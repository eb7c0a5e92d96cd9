/// Recurring invoice generator
///
/// Generates at most one receivable per membership per billing period. The
/// job is safe to re-run any number of times on the same day: the period
/// lookup catches invoices created by earlier runs, and the partial unique
/// index catches a concurrent run that inserted between lookup and insert.
///
/// # Per-membership flow
///
/// ```text
/// membership
///   ├─ plan missing              -> failed
///   ├─ plan is one-time          -> skipped (one_time_plan)
///   ├─ today's month < start     -> skipped (not_started)
///   ├─ today > plan expiration   -> skipped (plan_expired)
///   ├─ due date + period
///   ├─ live invoice for period   -> already_existed
///   ├─ insert (race lost)        -> already_existed
///   ├─ insert
///   └─ end_date += one cycle     -> generated (end_date_rolled = false on failure)
/// ```
///
/// Memberships are processed independently: an error on one is recorded in
/// the run summary and the batch continues.

use crate::calendar::{month_precedes, next_due_date, PeriodReference};
use crate::clock::Clock;
use crate::error::{BillingError, BillingResult};
use crate::models::membership::Membership;
use crate::models::receivable::{NewReceivable, MEMBERSHIP_CATEGORY};
use crate::store::BillingStore;
use chrono::NaiveDate;
use rust_decimal::Decimal;
use serde::Serialize;
use std::fmt;
use std::sync::Arc;
use tracing::{debug, error, info, warn};
use uuid::Uuid;

/// Why a membership was not billed
#[derive(Debug, Clone, Copy, PartialEq, Eq, Serialize)]
#[serde(rename_all = "snake_case")]
pub enum SkipReason {
    /// The plan bills once, not per cycle
    OneTimePlan,

    /// Today's month is before the membership's start month
    NotStarted,

    /// The plan's fixed duration has ended
    PlanExpired,
}

impl fmt::Display for SkipReason {
    fn fmt(&self, f: &mut fmt::Formatter<'_>) -> fmt::Result {
        match self {
            SkipReason::OneTimePlan => f.write_str("one_time_plan"),
            SkipReason::NotStarted => f.write_str("not_started"),
            SkipReason::PlanExpired => f.write_str("plan_expired"),
        }
    }
}

/// What happened to one membership during a run
#[derive(Debug, Clone, PartialEq, Serialize)]
#[serde(tag = "outcome", rename_all = "snake_case")]
pub enum Outcome {
    Generated {
        receivable_id: Uuid,
        due_date: NaiveDate,
        period_reference: PeriodReference,
        amount: Decimal,
        end_date_rolled: bool,
    },
    AlreadyExisted {
        receivable_id: Option<Uuid>,
        period_reference: PeriodReference,
    },
    Skipped {
        reason: SkipReason,
    },
    Failed {
        kind: &'static str,
        error: String,
    },
}

/// Per-membership line of a run summary
#[derive(Debug, Clone, PartialEq, Serialize)]
pub struct MembershipOutcome {
    pub membership_id: Uuid,
    pub tenant_id: Uuid,
    #[serde(flatten)]
    pub outcome: Outcome,
}

/// Result of a generator run
#[derive(Debug, Clone, PartialEq, Serialize)]
pub struct RunSummary {
    pub run_date: NaiveDate,
    pub tenant_id: Option<Uuid>,
    pub total_processed: usize,
    pub generated: usize,
    pub already_existed: usize,
    pub skipped: usize,
    pub errored: usize,
    pub end_date_rollovers: usize,
    pub details: Vec<MembershipOutcome>,
}

impl RunSummary {
    fn new(run_date: NaiveDate, tenant_id: Option<Uuid>) -> Self {
        Self {
            run_date,
            tenant_id,
            total_processed: 0,
            generated: 0,
            already_existed: 0,
            skipped: 0,
            errored: 0,
            end_date_rollovers: 0,
            details: Vec::new(),
        }
    }

    fn record(&mut self, membership: &Membership, outcome: Outcome) {
        self.total_processed += 1;
        match &outcome {
            Outcome::Generated { end_date_rolled, .. } => {
                self.generated += 1;
                if *end_date_rolled {
                    self.end_date_rollovers += 1;
                }
            }
            Outcome::AlreadyExisted { .. } => self.already_existed += 1,
            Outcome::Skipped { .. } => self.skipped += 1,
            Outcome::Failed { .. } => self.errored += 1,
        }
        self.details.push(MembershipOutcome {
            membership_id: membership.id,
            tenant_id: membership.tenant_id,
            outcome,
        });
    }

    /// Outcome recorded for a membership, if it was processed
    pub fn outcome_for(&self, membership_id: Uuid) -> Option<&Outcome> {
        self.details
            .iter()
            .find(|d| d.membership_id == membership_id)
            .map(|d| &d.outcome)
    }
}

/// Generates recurring receivables for active memberships
#[derive(Clone)]
pub struct RecurringInvoiceGenerator {
    store: Arc<dyn BillingStore>,
    clock: Arc<dyn Clock>,
}

impl RecurringInvoiceGenerator {
    pub fn new(store: Arc<dyn BillingStore>, clock: Arc<dyn Clock>) -> Self {
        Self { store, clock }
    }

    /// Runs the generator for `today`, optionally restricted to one tenant
    ///
    /// # Errors
    ///
    /// Only fails if the membership list cannot be loaded; per-membership
    /// failures are reported in the summary.
    pub async fn run(&self, today: NaiveDate, tenant_id: Option<Uuid>) -> BillingResult<RunSummary> {
        info!(run_date = %today, tenant_id = ?tenant_id, "Starting recurring invoice generation");

        let memberships = self.store.active_recurring_memberships(tenant_id).await?;
        let mut summary = RunSummary::new(today, tenant_id);

        for membership in &memberships {
            let outcome = match self.process(membership, today).await {
                Ok(outcome) => outcome,
                Err(e) => {
                    error!(
                        membership_id = %membership.id,
                        tenant_id = %membership.tenant_id,
                        error = %e,
                        "Failed to generate invoice for membership"
                    );
                    Outcome::Failed {
                        kind: e.kind(),
                        error: e.to_string(),
                    }
                }
            };
            summary.record(membership, outcome);
        }

        info!(
            run_date = %today,
            total_processed = summary.total_processed,
            generated = summary.generated,
            already_existed = summary.already_existed,
            skipped = summary.skipped,
            errored = summary.errored,
            end_date_rollovers = summary.end_date_rollovers,
            "Recurring invoice generation finished"
        );

        Ok(summary)
    }

    /// Runs the generator for the clock's current business date
    pub async fn run_today(&self, tenant_id: Option<Uuid>) -> BillingResult<RunSummary> {
        self.run(self.clock.today(), tenant_id).await
    }

    async fn process(&self, membership: &Membership, today: NaiveDate) -> BillingResult<Outcome> {
        let plan = self
            .store
            .find_plan(membership.plan_id, membership.tenant_id)
            .await?
            .ok_or_else(|| BillingError::not_found("Plan"))?;

        if !plan.is_recurring() {
            return Ok(Outcome::Skipped {
                reason: SkipReason::OneTimePlan,
            });
        }
        if month_precedes(today, membership.start_date) {
            return Ok(Outcome::Skipped {
                reason: SkipReason::NotStarted,
            });
        }
        if plan.expiration(membership.start_date).is_some_and(|expires| today > expires) {
            return Ok(Outcome::Skipped {
                reason: SkipReason::PlanExpired,
            });
        }

        let due_date = next_due_date(membership.billing_day(), today, plan.due_date_roll())
            .ok_or_else(|| BillingError::validation("billing_day", "must be between 1 and 31"))?;
        let period = PeriodReference::from_date(due_date);

        if let Some(existing) = self
            .store
            .find_receivable_for_period(membership.id, membership.member_id, plan.id, &period)
            .await?
        {
            debug!(membership_id = %membership.id, period = %period, "Invoice already exists");
            return Ok(Outcome::AlreadyExisted {
                receivable_id: Some(existing.id),
                period_reference: period,
            });
        }

        let discount = match membership.discount_id {
            Some(discount_id) => {
                let discount = self.store.find_discount(discount_id, membership.tenant_id).await?;
                if discount.is_none() {
                    warn!(
                        membership_id = %membership.id,
                        discount_id = %discount_id,
                        "Discount not found, billing full price"
                    );
                }
                discount
            }
            None => None,
        };

        let amounts = plan.invoice_amounts(discount.as_ref());
        let receivable = NewReceivable {
            tenant_id: membership.tenant_id,
            member_id: membership.member_id,
            membership_id: Some(membership.id),
            plan_id: Some(plan.id),
            discount_id: discount.as_ref().map(|d| d.id),
            due_date,
            amounts,
            period_reference: Some(period.clone()),
            category: MEMBERSHIP_CATEGORY.to_string(),
            notes: Some(format!("{} membership fee {}", plan.name, period)),
        }
        .into_receivable(self.clock.now());

        let Some(created) = self.store.insert_receivable(receivable).await? else {
            debug!(membership_id = %membership.id, period = %period, "Invoice created concurrently");
            return Ok(Outcome::AlreadyExisted {
                receivable_id: None,
                period_reference: period,
            });
        };

        let next_end_date = plan.advance_cycle(membership.end_date);
        let end_date_rolled = match self
            .store
            .update_membership_end_date(membership.id, next_end_date)
            .await
        {
            Ok(()) => true,
            Err(e) => {
                warn!(
                    membership_id = %membership.id,
                    receivable_id = %created.id,
                    error = %e,
                    "Invoice generated but membership end date was not rolled forward"
                );
                false
            }
        };

        info!(
            membership_id = %membership.id,
            receivable_id = %created.id,
            due_date = %due_date,
            amount = %created.final_amount,
            "Generated recurring invoice"
        );

        Ok(Outcome::Generated {
            receivable_id: created.id,
            due_date,
            period_reference: period,
            amount: created.final_amount,
            end_date_rolled,
        })
    }
}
★ ★ ★
Task goal: Tally the lines of the data that contain the word "BillingStore", and give only that tally.

Output of the exercise: 3